Besides, he hadn't seen the sky in far too long, he was starting to get twitchy.

The instructions led him to an emergency door. He twisted the handle, put his shoulder to the heavy metal door and pushed. It clanged open and he stepped out onto a shelf of volcanic rock, cool night air swirling about him. It took his eyes a moment to adjust to the darkness after the bright artificial light of inside and he swore when he finally could see his surroundings.

In front of him was a short stretch of rock, a pebbled beach and nothing but ocean from horizon to horizon. He stepped out and onto the beach, looking all around to try and get some kind of bearings. A mountain reared up into the sky behind him, a glow partway up betrayed where two large houses or something were, and there was a dark lump with a navigation beacon across the bay- a smaller island, at his guess.

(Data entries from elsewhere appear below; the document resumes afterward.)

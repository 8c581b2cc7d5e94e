use eframe::egui::{self, Color32, RichText, Ui};

use super::super::ViewModel;
use super::super::render_utils::kind_color;

const DETAIL_TEXT: Color32 = Color32::from_rgb(24, 28, 34);

impl ViewModel {
    pub(in crate::app) fn draw_details(&mut self, ui: &mut Ui) {
        ui.heading("Selection Details");
        ui.add_space(6.0);

        if self.vertex_details.is_empty() && self.edge_details.is_empty() {
            ui.label("Pick vertices or statements in the graph, or select a resource in the tree.");
            return;
        }

        egui::ScrollArea::vertical()
            .id_salt("details_scroll")
            .auto_shrink([false, false])
            .show(ui, |ui| {
                if !self.vertex_details.is_empty() {
                    ui.label(RichText::new(format!("Vertices ({})", self.vertex_details.len())).strong());
                    for detail in &self.vertex_details {
                        egui::Frame::new()
                            .fill(kind_color(detail.kind))
                            .inner_margin(6.0)
                            .corner_radius(3.0)
                            .show(ui, |ui| {
                                ui.set_width(ui.available_width());
                                ui.label(RichText::new(detail.kind.label()).small().color(DETAIL_TEXT));
                                ui.label(RichText::new(&detail.text).color(DETAIL_TEXT));
                            });
                        ui.add_space(4.0);
                    }
                }

                if !self.edge_details.is_empty() {
                    ui.separator();
                    ui.label(RichText::new(format!("Statements ({})", self.edge_details.len())).strong());
                    for detail in &self.edge_details {
                        egui::Frame::group(ui.style()).show(ui, |ui| {
                            ui.set_width(ui.available_width());
                            ui.label(&detail.subject);
                            ui.label(RichText::new(&detail.predicate).strong());
                            ui.label(&detail.object);
                        });
                        ui.add_space(4.0);
                    }
                }
            });
    }
}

He huffed a wry chuckle to himself, he definitely wasn't on the ball today. Of course the AI had let him go outside, there wasn't anywhere he could go. She was more sly than he'd realised. And while he suspected the Tracys had boats or something, he didn't know enough about one of those to risk navigating one on his own.

A thunderous roar from far above made him look up and he spotted a descending light- it had to be the rocket, Thunderbird Three. It dropped out of the sky on a pillar of fire and slipped through the round building set higher up the mountain.

Letting out a sigh, Fury kicked off his boots and sat down on the beach, feeling the still warm rocks shift as he stretched out his long legs and let the waves lap at his feet. This wasn't going to be as easy as he thought.